RAW DATA
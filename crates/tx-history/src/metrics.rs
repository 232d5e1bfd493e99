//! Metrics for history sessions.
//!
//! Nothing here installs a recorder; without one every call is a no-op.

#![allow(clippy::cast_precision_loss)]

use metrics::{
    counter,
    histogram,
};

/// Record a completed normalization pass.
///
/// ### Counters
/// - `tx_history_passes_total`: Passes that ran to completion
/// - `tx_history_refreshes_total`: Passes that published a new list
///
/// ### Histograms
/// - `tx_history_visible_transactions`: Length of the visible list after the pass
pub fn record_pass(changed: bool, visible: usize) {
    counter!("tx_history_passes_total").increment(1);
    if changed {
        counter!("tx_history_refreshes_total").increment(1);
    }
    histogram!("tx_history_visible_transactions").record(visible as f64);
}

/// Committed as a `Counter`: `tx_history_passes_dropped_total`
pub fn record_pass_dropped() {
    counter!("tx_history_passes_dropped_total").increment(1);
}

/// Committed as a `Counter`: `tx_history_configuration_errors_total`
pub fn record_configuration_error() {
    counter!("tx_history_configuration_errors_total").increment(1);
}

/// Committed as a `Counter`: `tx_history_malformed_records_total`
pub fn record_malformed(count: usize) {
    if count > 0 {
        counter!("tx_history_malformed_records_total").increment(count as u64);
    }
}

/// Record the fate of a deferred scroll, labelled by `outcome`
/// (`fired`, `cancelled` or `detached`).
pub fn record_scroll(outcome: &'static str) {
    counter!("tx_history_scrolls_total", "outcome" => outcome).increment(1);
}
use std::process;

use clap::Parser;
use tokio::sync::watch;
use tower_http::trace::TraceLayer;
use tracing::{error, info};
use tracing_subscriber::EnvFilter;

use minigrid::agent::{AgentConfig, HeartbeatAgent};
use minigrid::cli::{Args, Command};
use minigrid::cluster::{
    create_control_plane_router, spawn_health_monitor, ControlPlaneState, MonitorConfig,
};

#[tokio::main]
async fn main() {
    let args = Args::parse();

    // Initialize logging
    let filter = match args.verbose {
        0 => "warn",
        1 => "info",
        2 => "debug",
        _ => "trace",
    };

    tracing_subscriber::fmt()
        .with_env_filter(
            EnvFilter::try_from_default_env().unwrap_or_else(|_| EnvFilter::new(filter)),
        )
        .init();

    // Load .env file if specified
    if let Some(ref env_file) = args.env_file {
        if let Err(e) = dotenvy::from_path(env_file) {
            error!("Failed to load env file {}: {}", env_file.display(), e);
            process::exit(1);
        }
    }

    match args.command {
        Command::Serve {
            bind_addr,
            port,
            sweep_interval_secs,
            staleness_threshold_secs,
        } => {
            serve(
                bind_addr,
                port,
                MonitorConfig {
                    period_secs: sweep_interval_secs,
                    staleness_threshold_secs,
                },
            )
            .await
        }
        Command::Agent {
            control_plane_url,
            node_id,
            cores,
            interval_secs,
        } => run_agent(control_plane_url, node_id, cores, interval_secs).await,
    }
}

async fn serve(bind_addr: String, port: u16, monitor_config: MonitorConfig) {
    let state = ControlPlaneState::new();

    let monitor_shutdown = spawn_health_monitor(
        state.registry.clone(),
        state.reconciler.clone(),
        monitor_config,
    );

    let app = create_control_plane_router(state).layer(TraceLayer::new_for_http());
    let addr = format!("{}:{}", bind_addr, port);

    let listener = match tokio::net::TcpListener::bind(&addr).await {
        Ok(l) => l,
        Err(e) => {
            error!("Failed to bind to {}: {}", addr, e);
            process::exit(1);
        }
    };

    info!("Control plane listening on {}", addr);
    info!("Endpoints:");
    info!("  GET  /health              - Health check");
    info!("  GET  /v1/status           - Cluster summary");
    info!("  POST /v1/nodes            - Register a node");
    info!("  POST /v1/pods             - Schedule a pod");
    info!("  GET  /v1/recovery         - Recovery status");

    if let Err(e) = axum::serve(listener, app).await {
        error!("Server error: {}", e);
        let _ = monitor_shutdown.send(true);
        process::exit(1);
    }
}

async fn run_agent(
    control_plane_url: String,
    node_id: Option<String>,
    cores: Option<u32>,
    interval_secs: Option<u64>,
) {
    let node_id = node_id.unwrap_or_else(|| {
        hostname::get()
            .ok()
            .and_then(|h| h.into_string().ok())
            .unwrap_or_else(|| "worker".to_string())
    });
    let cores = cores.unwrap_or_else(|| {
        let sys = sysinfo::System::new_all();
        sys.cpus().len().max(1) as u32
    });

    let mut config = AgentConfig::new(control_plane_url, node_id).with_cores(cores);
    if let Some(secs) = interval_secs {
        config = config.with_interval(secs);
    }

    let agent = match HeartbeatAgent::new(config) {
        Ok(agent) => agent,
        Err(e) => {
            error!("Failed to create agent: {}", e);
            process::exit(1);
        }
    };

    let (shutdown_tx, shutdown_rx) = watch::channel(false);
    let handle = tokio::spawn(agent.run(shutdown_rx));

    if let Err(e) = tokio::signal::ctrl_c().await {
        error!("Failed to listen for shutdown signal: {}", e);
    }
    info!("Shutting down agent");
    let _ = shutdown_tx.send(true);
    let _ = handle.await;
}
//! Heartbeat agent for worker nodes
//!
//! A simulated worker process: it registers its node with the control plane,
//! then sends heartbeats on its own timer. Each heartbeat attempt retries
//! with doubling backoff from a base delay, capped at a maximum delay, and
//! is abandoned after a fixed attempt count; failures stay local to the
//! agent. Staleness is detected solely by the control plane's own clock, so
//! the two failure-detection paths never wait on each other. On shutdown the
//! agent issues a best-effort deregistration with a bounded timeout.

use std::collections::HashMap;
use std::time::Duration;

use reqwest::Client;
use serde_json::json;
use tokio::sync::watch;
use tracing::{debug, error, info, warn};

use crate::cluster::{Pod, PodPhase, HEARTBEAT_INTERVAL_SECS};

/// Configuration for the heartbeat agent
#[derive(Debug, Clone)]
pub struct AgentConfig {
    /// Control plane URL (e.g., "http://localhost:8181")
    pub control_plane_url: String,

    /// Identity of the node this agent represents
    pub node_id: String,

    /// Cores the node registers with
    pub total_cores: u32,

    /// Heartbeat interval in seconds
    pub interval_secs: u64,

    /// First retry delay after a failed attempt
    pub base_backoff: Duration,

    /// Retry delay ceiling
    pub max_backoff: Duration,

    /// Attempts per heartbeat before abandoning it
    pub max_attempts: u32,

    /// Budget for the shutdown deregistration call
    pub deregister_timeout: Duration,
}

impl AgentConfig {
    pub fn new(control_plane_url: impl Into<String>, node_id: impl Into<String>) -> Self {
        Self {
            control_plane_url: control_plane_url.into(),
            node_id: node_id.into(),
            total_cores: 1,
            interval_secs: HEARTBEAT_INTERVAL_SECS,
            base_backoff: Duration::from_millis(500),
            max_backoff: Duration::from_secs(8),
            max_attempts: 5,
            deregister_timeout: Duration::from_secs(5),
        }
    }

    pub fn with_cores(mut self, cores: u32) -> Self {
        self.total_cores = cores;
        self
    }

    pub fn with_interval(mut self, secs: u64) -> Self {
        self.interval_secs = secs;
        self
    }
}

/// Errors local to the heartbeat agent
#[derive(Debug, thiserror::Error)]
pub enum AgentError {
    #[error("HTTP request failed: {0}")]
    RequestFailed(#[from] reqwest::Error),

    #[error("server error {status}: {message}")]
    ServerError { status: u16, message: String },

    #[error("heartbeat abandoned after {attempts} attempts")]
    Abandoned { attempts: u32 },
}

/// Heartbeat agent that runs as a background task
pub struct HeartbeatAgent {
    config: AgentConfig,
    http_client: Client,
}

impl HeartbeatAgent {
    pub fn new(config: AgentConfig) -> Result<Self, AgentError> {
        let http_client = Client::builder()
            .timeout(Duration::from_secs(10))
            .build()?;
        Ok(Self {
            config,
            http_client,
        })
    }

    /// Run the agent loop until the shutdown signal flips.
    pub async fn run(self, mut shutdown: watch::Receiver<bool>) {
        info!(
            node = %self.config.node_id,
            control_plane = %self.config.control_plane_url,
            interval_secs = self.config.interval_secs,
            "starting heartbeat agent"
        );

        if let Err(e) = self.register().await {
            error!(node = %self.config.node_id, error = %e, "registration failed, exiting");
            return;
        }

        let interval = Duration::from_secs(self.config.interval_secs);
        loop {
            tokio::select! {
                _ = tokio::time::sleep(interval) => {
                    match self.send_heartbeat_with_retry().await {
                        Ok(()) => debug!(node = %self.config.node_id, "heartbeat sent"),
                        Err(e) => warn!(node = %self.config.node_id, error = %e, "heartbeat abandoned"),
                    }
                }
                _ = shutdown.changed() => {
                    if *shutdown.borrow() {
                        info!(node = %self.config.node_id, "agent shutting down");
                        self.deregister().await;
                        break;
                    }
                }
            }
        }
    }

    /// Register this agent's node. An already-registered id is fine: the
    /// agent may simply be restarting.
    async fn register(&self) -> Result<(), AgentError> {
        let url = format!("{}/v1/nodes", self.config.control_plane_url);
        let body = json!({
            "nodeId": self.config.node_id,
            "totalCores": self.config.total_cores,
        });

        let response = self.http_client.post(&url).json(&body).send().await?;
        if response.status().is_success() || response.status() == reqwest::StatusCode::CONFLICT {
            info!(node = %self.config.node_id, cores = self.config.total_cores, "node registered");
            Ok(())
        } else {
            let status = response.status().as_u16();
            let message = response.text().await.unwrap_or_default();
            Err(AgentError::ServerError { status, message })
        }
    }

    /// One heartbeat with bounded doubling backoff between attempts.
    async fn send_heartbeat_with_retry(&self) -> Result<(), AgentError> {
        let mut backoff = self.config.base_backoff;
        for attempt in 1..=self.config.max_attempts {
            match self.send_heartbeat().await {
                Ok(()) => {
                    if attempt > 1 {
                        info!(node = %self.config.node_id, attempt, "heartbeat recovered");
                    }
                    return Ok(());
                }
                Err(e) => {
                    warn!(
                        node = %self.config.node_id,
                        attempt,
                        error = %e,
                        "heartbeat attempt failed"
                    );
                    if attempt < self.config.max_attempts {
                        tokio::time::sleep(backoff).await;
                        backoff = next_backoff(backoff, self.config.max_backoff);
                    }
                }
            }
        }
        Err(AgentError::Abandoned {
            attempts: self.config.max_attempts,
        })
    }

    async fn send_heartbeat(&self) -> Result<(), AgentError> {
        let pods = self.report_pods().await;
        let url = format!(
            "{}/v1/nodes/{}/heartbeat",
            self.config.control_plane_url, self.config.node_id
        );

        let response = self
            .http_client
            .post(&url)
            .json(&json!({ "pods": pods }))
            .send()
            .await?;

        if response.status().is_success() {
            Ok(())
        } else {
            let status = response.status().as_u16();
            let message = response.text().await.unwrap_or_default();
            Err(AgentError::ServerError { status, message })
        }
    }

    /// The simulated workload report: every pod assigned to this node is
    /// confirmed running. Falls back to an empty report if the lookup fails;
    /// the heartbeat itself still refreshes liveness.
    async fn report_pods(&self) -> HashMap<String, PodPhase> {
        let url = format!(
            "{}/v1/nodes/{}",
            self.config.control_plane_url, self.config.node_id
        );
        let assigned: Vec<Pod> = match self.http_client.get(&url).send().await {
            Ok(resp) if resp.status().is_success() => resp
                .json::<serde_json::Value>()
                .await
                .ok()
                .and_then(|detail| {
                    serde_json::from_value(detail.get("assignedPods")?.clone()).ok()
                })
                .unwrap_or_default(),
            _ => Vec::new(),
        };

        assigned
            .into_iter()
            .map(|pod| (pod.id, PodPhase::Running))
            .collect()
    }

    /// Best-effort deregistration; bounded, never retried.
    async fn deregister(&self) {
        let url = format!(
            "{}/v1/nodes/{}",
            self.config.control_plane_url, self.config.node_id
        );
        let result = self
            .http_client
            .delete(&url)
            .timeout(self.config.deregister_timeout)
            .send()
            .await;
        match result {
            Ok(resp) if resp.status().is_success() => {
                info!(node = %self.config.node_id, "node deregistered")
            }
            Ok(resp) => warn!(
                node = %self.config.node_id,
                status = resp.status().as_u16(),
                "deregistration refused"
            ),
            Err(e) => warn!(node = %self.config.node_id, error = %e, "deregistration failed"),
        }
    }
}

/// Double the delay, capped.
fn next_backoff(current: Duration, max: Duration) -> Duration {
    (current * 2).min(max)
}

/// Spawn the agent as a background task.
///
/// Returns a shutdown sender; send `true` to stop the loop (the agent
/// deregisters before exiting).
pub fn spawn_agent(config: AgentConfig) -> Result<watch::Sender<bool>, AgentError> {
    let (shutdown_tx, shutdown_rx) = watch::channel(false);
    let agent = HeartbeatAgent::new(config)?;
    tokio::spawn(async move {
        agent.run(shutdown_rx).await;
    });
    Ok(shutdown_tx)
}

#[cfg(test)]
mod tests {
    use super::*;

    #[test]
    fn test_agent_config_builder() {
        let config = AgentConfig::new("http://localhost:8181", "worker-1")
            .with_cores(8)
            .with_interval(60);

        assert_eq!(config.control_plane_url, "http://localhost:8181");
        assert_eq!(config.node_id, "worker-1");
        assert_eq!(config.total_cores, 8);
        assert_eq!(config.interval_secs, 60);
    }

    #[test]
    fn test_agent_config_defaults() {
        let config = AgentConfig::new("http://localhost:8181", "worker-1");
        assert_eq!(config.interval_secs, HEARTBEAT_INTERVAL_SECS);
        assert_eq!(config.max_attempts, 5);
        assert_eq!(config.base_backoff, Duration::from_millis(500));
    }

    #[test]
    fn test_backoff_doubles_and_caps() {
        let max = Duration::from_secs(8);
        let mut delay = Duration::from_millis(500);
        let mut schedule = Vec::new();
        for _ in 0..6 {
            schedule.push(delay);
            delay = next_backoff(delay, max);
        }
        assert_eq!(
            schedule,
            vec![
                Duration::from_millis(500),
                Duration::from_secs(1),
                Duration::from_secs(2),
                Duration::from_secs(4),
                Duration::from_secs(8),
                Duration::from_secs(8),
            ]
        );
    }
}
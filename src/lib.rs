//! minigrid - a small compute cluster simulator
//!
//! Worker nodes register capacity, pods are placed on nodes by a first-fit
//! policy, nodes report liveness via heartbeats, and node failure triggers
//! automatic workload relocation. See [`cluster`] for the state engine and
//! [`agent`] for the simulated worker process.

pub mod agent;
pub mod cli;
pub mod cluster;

EXERCISE
Restate the listing exactly, starting at its first line and ending at the line where "Record the fate" occurs; include both and no other lines.

ANSWER BOX
filename crates/tx-history/src/metrics.rs
repository 232d5e1bfd493e99
//! Metrics for history sessions.
//!
//! Nothing here installs a recorder; without one every call is a no-op.

#![allow(clippy::cast_precision_loss)]

use metrics::{
    counter,
    histogram,
};

/// Record a completed normalization pass.
///
/// ### Counters
/// - `tx_history_passes_total`: Passes that ran to completion
/// - `tx_history_refreshes_total`: Passes that published a new list
///
/// ### Histograms
/// - `tx_history_visible_transactions`: Length of the visible list after the pass
pub fn record_pass(changed: bool, visible: usize) {
    counter!("tx_history_passes_total").increment(1);
    if changed {
        counter!("tx_history_refreshes_total").increment(1);
    }
    histogram!("tx_history_visible_transactions").record(visible as f64);
}

/// Committed as a `Counter`: `tx_history_passes_dropped_total`
pub fn record_pass_dropped() {
    counter!("tx_history_passes_dropped_total").increment(1);
}

/// Committed as a `Counter`: `tx_history_configuration_errors_total`
pub fn record_configuration_error() {
    counter!("tx_history_configuration_errors_total").increment(1);
}

/// Committed as a `Counter`: `tx_history_malformed_records_total`
pub fn record_malformed(count: usize) {
    if count > 0 {
        counter!("tx_history_malformed_records_total").increment(count as u64);
    }
}

/// Record the fate of a deferred scroll, labelled by `outcome`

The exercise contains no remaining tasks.